En ce qui concerne les enquêtes préliminaires, ceci n'est qu'une étape. Je pense que les provinces et les territoires voudraient que nous étudiions une réforme plus radicale dans ce domaine. Vous avez dit, et vous avez raison, que les avocats de la défense étaient profondément inquiets à ce sujet. Nous continuerons de travailler à cette question. Tout ce que nous faisons ici, c'est simplifier le recours aux enquêtes préliminaires.
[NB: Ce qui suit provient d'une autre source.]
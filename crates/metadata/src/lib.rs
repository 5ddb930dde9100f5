use std::path::Path;

use lofty::error::LoftyError;
use lofty::prelude::{ItemKey, TaggedFileExt};
use tracing::{debug, warn};

/// Tag values as found in the file, untouched. Absent fields are `None`.
#[derive(Debug, Default, Clone, PartialEq, Eq)]
pub struct RawTags {
    pub title: Option<String>,
    pub artist: Option<String>,
    pub album: Option<String>,
    pub track_number: Option<String>,
    pub genre: Option<String>,
}

impl RawTags {
    pub fn is_empty(&self) -> bool {
        self.title.is_none()
            && self.artist.is_none()
            && self.album.is_none()
            && self.track_number.is_none()
            && self.genre.is_none()
    }
}

#[derive(Debug)]
pub enum MetadataError {
    Io(std::io::Error),
    Lofty(LoftyError),
}

impl std::fmt::Display for MetadataError {
    fn fmt(&self, f: &mut std::fmt::Formatter<'_>) -> std::fmt::Result {
        match self {
            MetadataError::Io(err) => write!(f, "io error: {}", err),
            MetadataError::Lofty(err) => write!(f, "tag error: {}", err),
        }
    }
}

impl std::error::Error for MetadataError {}

impl From<std::io::Error> for MetadataError {
    fn from(err: std::io::Error) -> Self {
        MetadataError::Io(err)
    }
}

impl From<LoftyError> for MetadataError {
    fn from(err: LoftyError) -> Self {
        MetadataError::Lofty(err)
    }
}

/// Source of embedded tags. Implementations never fail: unreadable files
/// yield empty tags.
pub trait TagReader {
    fn read_tags(&self, path: &Path) -> RawTags;
}

impl<T: TagReader + ?Sized> TagReader for &T {
    fn read_tags(&self, path: &Path) -> RawTags {
        (**self).read_tags(path)
    }
}

#[derive(Debug, Default, Clone, Copy)]
pub struct LoftyTagReader;

impl TagReader for LoftyTagReader {
    fn read_tags(&self, path: &Path) -> RawTags {
        match read_tags_from_file(path) {
            Ok(tags) => {
                if tags.is_empty() {
                    debug!("No usable tags in {:?}", path);
                }
                tags
            }
            Err(err) => {
                warn!("Failed to read tags for {:?}: {}", path, err);
                RawTags::default()
            }
        }
    }
}

/// Stand-in used when no tag library should be consulted.
#[derive(Debug, Default, Clone, Copy)]
pub struct NullTagReader;

impl TagReader for NullTagReader {
    fn read_tags(&self, _path: &Path) -> RawTags {
        RawTags::default()
    }
}

pub fn read_tags_from_file(path: &Path) -> Result<RawTags, MetadataError> {
    let tagged_file = lofty::read_from_path(path)?;

    let mut tags = RawTags::default();
    if let Some(tag) = tagged_file.primary_tag().or_else(|| tagged_file.first_tag()) {
        tags.title = tag.get_string(&ItemKey::TrackTitle).and_then(non_blank);
        tags.album = tag.get_string(&ItemKey::AlbumTitle).and_then(non_blank);
        let track_artist = tag.get_string(&ItemKey::TrackArtist).and_then(non_blank);
        let album_artist = tag.get_string(&ItemKey::AlbumArtist).and_then(non_blank);
        tags.artist = track_artist.or(album_artist);
        tags.track_number = tag.get_string(&ItemKey::TrackNumber).and_then(non_blank);
        tags.genre = tag.get_string(&ItemKey::Genre).and_then(non_blank);
    }

    Ok(tags)
}

fn non_blank(value: &str) -> Option<String> {
    if value.is_empty() {
        None
    } else {
        Some(value.to_string())
    }
}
    Elle a ensuite parlé de l'âge du consentement, l'autre question que j'avais soulevée. Elle a dit:

Pour ce qui est de porter l'âge du consentement de 14 à 16 ans, nous avons un document de consultation sur les enfants victimes et le système de justice pénale. Nous avons discuté de cette question à la réunion des ministres fédéral et provinciaux de la Justice qui s'est tenue en septembre en Nouvelle-Écosse. Ces consultations seront terminées d'ici le 31 décembre de cette année, et il en sera fait rapport d'ici cette date. Je pense que nous verrons se dégager un consensus pour porter l'âge du consentement de 14 à 16 ans. Comme toujours, les choses semblent simples à la surface, mais ne le sont pas tellement en réalité. Cela nécessite l'apport de pas mal de changements au code. Nous allons devoir examiner tous les articles où l'âge est mentionné. Quoi qu'il en soit, cette question est inscrite à notre programme.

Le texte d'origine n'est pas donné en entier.